It looks like I wasn’t quite right. Death-T is on hold for another episode. Although this one /is/ part of the buildup. It’s basically an adaptation of that one time Jounouchi got into a knife fight. Or, well, the time we saw him get into a knife fight on panel.

Anyhow, Seto and Mokuba deliver a really corny announcement by interrupting the feed on the arcade screens for this racing game.

AND THEY HAVE GRANDPA!!

Yuugi is scared. But Jounouchi is here to make light of his problems.

Yuugi says that defeating Kaiba in a game won’t be easy though. And, more importantly-

Kaiba has promised a punishment game on Sugoroku if Yuugi loses.

I should say that although this kind of lack of confidence is pretty typical for Yuugi regardless of the canon, it makes extra sense here. I think in the manga the only person Yuugi loses a game to before Atem steps in is Imori. Seazon Zero has made a trend of that, though. Yuugi often loses at Duel Monsters and other games, to then have Atem challenge them to a rematch. Hmm, as much as I think Yuugi (and Atem) not infallible in any version of canon, and there are problems with the narrative treating them as such in a practical sense, I think this canon kind of implies a divide in their skill that kind of misses the mark - especially when you start considering where the story goes once Yuugi and Atem truly team up, hmmm. In any case, Yuugi’s not exactly worried for nothing. But, uh, someone disagrees with me-

“I understand what you’re saying Yuugi. But, also, fuck what you’re saying Yuugi.” Heh, no but- Jounouchi is pretty pushy here, but I do like how he calms down for a second and tries to be softer with Yuugi. He’s sympathetic, if not very good at being empathetic.

Yuugi lays down some hard truths, lol.

Anzu steps in to save him from the fallout though. She’s kind of fearless, getting in the way of Jou roughing someone up, lol.
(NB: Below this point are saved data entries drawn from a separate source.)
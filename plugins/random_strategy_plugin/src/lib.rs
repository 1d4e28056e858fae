use connect_four_arena::{RandomStrategy, Snapshot, Strategy};

/// Random play packaged as a loadable plugin
#[derive(Default)]
pub struct RandomPlugin {
    inner: RandomStrategy,
}

impl Strategy for RandomPlugin {
    fn decide(&self, snapshot: Snapshot) -> usize {
        self.inner.decide(snapshot)
    }
}

connect_four_arena::export_strategy!(RandomPlugin, "random plugin");
use crate::config::TournamentConfig;
use crate::error::{ConfigError, TournamentError};
use crate::game::{Game, GameStatus, Player};
use crate::strategy::{RandomStrategy, Strategy};
use serde::Serialize;
use std::collections::BTreeMap;
use std::fmt;
use std::sync::Arc;
use std::thread;
use std::time::{Duration, Instant};
use tokio::sync::oneshot;
use tokio::task::{JoinError, JoinSet};
use tracing::{debug, info, warn};

/// Tally key for drawn games
pub const TIE: &str = "tie";

/// A strategy entered into a tournament under a display name
#[derive(Clone)]
pub struct Competitor {
    name: String,
    strategy: Arc<dyn Strategy>,
}

impl Competitor {
    pub fn new<S: Strategy + 'static>(name: impl Into<String>, strategy: S) -> Self {
        Self::from_arc(name, Arc::new(strategy))
    }

    pub fn from_arc(name: impl Into<String>, strategy: Arc<dyn Strategy>) -> Self {
        Competitor {
            name: name.into(),
            strategy,
        }
    }

    pub fn name(&self) -> &str {
        &self.name
    }
}

impl fmt::Debug for Competitor {
    fn fmt(&self, f: &mut fmt::Formatter<'_>) -> fmt::Result {
        f.debug_struct("Competitor").field("name", &self.name).finish()
    }
}

/// Why a strategy's decision was replaced by a fallback move
#[derive(Debug, Clone, Copy, PartialEq, Eq, Serialize)]
pub enum Fault {
    Timeout,
    InvalidMove(usize),
    Panicked,
}

#[derive(Debug, Clone, Copy, Default, PartialEq, Eq, Serialize)]
pub struct FaultCounts {
    pub timeouts: u64,
    pub invalid_moves: u64,
    pub panics: u64,
}

impl FaultCounts {
    fn add(&mut self, fault: Fault) {
        match fault {
            Fault::Timeout => self.timeouts += 1,
            Fault::InvalidMove(_) => self.invalid_moves += 1,
            Fault::Panicked => self.panics += 1,
        }
    }

    pub fn total(&self) -> u64 {
        self.timeouts + self.invalid_moves + self.panics
    }
}

#[derive(Debug, Clone, PartialEq, Eq, Serialize)]
pub enum GameOutcome {
    Won { winner: String },
    Drawn,
}

impl GameOutcome {
    /// Key this outcome is tallied under
    pub fn tally_key(&self) -> &str {
        match self {
            GameOutcome::Won { winner } => winner,
            GameOutcome::Drawn => TIE,
        }
    }
}

impl fmt::Display for GameOutcome {
    fn fmt(&self, f: &mut fmt::Formatter<'_>) -> fmt::Result {
        match self {
            GameOutcome::Won { winner } => write!(f, "{} wins", winner),
            GameOutcome::Drawn => write!(f, "tie"),
        }
    }
}

/// Summary of one finished game
#[derive(Debug, Clone, PartialEq, Eq, Serialize)]
pub struct GameRecord {
    pub index: usize,
    /// Competitor seated as player one, i.e. moving first
    pub first: String,
    pub second: String,
    pub outcome: GameOutcome,
    pub moves: usize,
}

/// Everything a game task hands back to the runner
#[derive(Debug)]
pub struct GameReport {
    pub record: GameRecord,
    pub faults: Vec<(String, Fault)>,
    pub final_state: Game,
}

/// A single game between two seated competitors.
///
/// Every decision runs on a thread of its own under the move budget, so a
/// strategy that never returns cannot delay anyone else's decisions. Late,
/// invalid or panicking decisions are replaced by a random valid column, so
/// a game always runs to completion.
pub struct Match {
    index: usize,
    seats: [Competitor; 2],
    fallback: Arc<RandomStrategy>,
    time_per_move: Duration,
    game: Game,
    faults: Vec<(String, Fault)>,
}

impl Match {
    pub fn new(
        index: usize,
        player_one: Competitor,
        player_two: Competitor,
        fallback: Arc<RandomStrategy>,
        time_per_move: Duration,
    ) -> Self {
        Match {
            index,
            seats: [player_one, player_two],
            fallback,
            time_per_move,
            game: Game::new(),
            faults: Vec::new(),
        }
    }

    fn seat(&self, player: Player) -> &Competitor {
        match player {
            Player::One => &self.seats[0],
            Player::Two => &self.seats[1],
        }
    }

    /// Result of the game so far, `None` while it is still in progress
    pub fn outcome(&self) -> Option<GameOutcome> {
        match self.game.status() {
            GameStatus::InProgress => None,
            GameStatus::Won(player) => Some(GameOutcome::Won {
                winner: self.seat(player).name().to_string(),
            }),
            GameStatus::Drawn => Some(GameOutcome::Drawn),
        }
    }

    pub async fn play(mut self) -> GameReport {
        // An in-progress game always has a valid column and every column
        // played here has been validated, so the loop only ends on a result.
        let outcome = loop {
            if let Some(outcome) = self.outcome() {
                break outcome;
            }
            let Some(column) = self.next_move().await else {
                unreachable!("game {} in progress without a valid column", self.index);
            };
            if let Err(err) = self.game.apply_move(column) {
                unreachable!("game {}: validated column {column} rejected: {err}", self.index);
            }
        };

        GameReport {
            record: GameRecord {
                index: self.index,
                first: self.seats[0].name().to_string(),
                second: self.seats[1].name().to_string(),
                outcome,
                moves: self.game.move_count(),
            },
            faults: self.faults,
            final_state: self.game,
        }
    }

    /// Column for the player to move, or a random valid one if the
    /// competitor's decision is late, invalid or panics.
    async fn next_move(&mut self) -> Option<usize> {
        let competitor = self.seat(self.game.current_player()).clone();
        let snapshot = self.game.snapshot();
        let strategy = Arc::clone(&competitor.strategy);

        let (tx, rx) = oneshot::channel();
        let start = Instant::now();
        thread::spawn(move || {
            // The receiver is gone if the decision came too late
            let _ = tx.send(strategy.decide(snapshot));
        });
        let decision = tokio::time::timeout(self.time_per_move, rx).await;
        let elapsed = start.elapsed();

        let fault = match decision {
            Ok(Ok(column)) if self.game.is_valid_move(column) => {
                debug!(
                    game = self.index,
                    competitor = competitor.name(),
                    column,
                    ?elapsed,
                    "move decided"
                );
                return Some(column);
            }
            Ok(Ok(column)) => {
                warn!(
                    game = self.index,
                    competitor = competitor.name(),
                    column,
                    "invalid move, performing random move"
                );
                Fault::InvalidMove(column)
            }
            Ok(Err(_)) => {
                // The sender was dropped without a column: the decision panicked
                warn!(
                    game = self.index,
                    competitor = competitor.name(),
                    "strategy panicked, performing random move"
                );
                Fault::Panicked
            }
            Err(_) => {
                // The abandoned thread keeps running; its send fails once it
                // finishes.
                warn!(
                    game = self.index,
                    competitor = competitor.name(),
                    limit = ?self.time_per_move,
                    "time out limit exceeded, performing random move"
                );
                Fault::Timeout
            }
        };

        self.faults.push((competitor.name().to_string(), fault));
        self.fallback.pick(&self.game)
    }
}

/// Win counts per competitor plus per-game records
#[derive(Debug, Clone, Default, Serialize)]
pub struct TournamentResult {
    tally: BTreeMap<String, u64>,
    faults: BTreeMap<String, FaultCounts>,
    games: Vec<GameRecord>,
}

impl TournamentResult {
    fn new(competitors: &[Competitor; 2]) -> Self {
        let mut result = TournamentResult::default();
        for competitor in competitors {
            result.tally.insert(competitor.name().to_string(), 0);
            result
                .faults
                .insert(competitor.name().to_string(), FaultCounts::default());
        }
        result.tally.insert(TIE.to_string(), 0);
        result
    }

    fn record(&mut self, report: GameReport) {
        *self
            .tally
            .entry(report.record.outcome.tally_key().to_string())
            .or_insert(0) += 1;
        for (name, fault) in report.faults {
            self.faults.entry(name).or_default().add(fault);
        }
        self.games.push(report.record);
    }

    pub fn tally(&self) -> &BTreeMap<String, u64> {
        &self.tally
    }

    pub fn wins(&self, name: &str) -> u64 {
        self.tally.get(name).copied().unwrap_or(0)
    }

    pub fn ties(&self) -> u64 {
        self.wins(TIE)
    }

    pub fn total_games(&self) -> u64 {
        self.tally.values().sum()
    }

    pub fn faults(&self, name: &str) -> FaultCounts {
        self.faults.get(name).copied().unwrap_or_default()
    }

    /// Finished games in index order
    pub fn games(&self) -> &[GameRecord] {
        &self.games
    }

    pub fn display(&self) {
        println!("\nTournament Results:");
        println!("==================");
        for (name, wins) in &self.tally {
            println!("{}: {}", name, wins);
        }
        for (name, faults) in &self.faults {
            if faults.total() > 0 {
                println!(
                    "{} faults: {} timeouts, {} invalid moves, {} panics",
                    name, faults.timeouts, faults.invalid_moves, faults.panics
                );
            }
        }
    }
}

/// Plays a series of games between two competitors, swapping who moves
/// first after every game.
pub struct TournamentRunner {
    config: TournamentConfig,
    competitors: [Competitor; 2],
    fallback: Arc<RandomStrategy>,
}

impl TournamentRunner {
    pub fn new(
        config: TournamentConfig,
        competitors: Vec<Competitor>,
    ) -> Result<Self, TournamentError> {
        config.validate()?;

        let competitors: [Competitor; 2] = competitors.try_into().map_err(|c: Vec<Competitor>| {
            ConfigError::Validation(format!(
                "exactly two competitors are required, got {}",
                c.len()
            ))
        })?;

        for competitor in &competitors {
            if competitor.name().is_empty() {
                return Err(
                    ConfigError::Validation("competitor name must not be empty".into()).into(),
                );
            }
            if competitor.name() == TIE {
                return Err(ConfigError::Validation(format!(
                    "competitor name '{}' is reserved for drawn games",
                    TIE
                ))
                .into());
            }
        }
        if competitors[0].name() == competitors[1].name() {
            return Err(ConfigError::Validation(format!(
                "competitor names must be distinct, both are '{}'",
                competitors[0].name()
            ))
            .into());
        }

        let fallback = match config.seed {
            Some(seed) => RandomStrategy::with_seed(seed),
            None => RandomStrategy::new(),
        };

        Ok(TournamentRunner {
            config,
            competitors,
            fallback: Arc::new(fallback),
        })
    }

    pub fn config(&self) -> &TournamentConfig {
        &self.config
    }

    pub fn competitors(&self) -> &[Competitor; 2] {
        &self.competitors
    }

    /// Seating for game `index` as (player one, player two). The first
    /// competitor moves first in even games, the second in odd games.
    pub fn seating(&self, index: usize) -> (&Competitor, &Competitor) {
        let [a, b] = &self.competitors;
        if index % 2 == 0 { (a, b) } else { (b, a) }
    }

    pub async fn run(&self) -> Result<TournamentResult, TournamentError> {
        let total = self.config.games_count;
        let mut result = TournamentResult::new(&self.competitors);
        let mut games = JoinSet::new();

        info!(
            games = total,
            first = self.competitors[0].name(),
            second = self.competitors[1].name(),
            budget = ?self.config.move_time_budget,
            "tournament starting"
        );

        for index in 0..total {
            if games.len() >= self.config.parallel_games {
                if let Some(joined) = games.join_next().await {
                    self.collect(&mut result, joined)?;
                }
            }

            let (first, second) = self.seating(index);
            let game = Match::new(
                index,
                first.clone(),
                second.clone(),
                Arc::clone(&self.fallback),
                self.config.move_time_budget,
            );
            games.spawn(game.play());
        }

        while let Some(joined) = games.join_next().await {
            self.collect(&mut result, joined)?;
        }

        result.games.sort_by_key(|game| game.index);
        Ok(result)
    }

    fn collect(
        &self,
        result: &mut TournamentResult,
        joined: Result<GameReport, JoinError>,
    ) -> Result<(), TournamentError> {
        let report = joined?;
        let done = result.games.len() + 1;

        info!(
            "game {}/{} (#{}): {} after {} moves",
            done,
            self.config.games_count,
            report.record.index + 1,
            report.record.outcome,
            report.record.moves
        );
        if self.config.verbose {
            println!(
                "\nGame {}: {} (X) vs {} (O)",
                report.record.index + 1,
                report.record.first,
                report.record.second
            );
            println!("{}", report.final_state.display_board());
        }

        result.record(report);
        Ok(())
    }
}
She then proceeds to explain that Yuugi is upset. Don’t you realise he’s upset, Jounouchi? Did you know he’s upset? After finding out his grandfather was taken hostage and will be hurt if he doesn’t win a game.

…He is upset, right?

And Jounouchi’s like, yeah, duh, he’s fucking upset. I would have punched him if he wasn’t upset.

Okay, I’m exaggerating but-

(And also ignoring Jounouchi’s willingness to use casual violence on his friends as a persuasive tactic-)

Honestly, I know she does it to herself, but feel kind of bad that Anzu always gets stuck in the role of trying to play the emotionally supportive one because she’s honestly not very good at reading people. And I don’t think Jounouchi helps with the way he uses obfuscation to his advantage. Jounouchi wants to prove himself, and for Yuugi to trust in his abilities and rely on him. Yuugi doesn’t want endanger others. This is a conflict of interests - not a misunderstanding.

Anyhow, so Jounouchi and Anzu go off to buy drinks, give Yuugi some space, and talk past each other.

It’s actually a pretty great conversation.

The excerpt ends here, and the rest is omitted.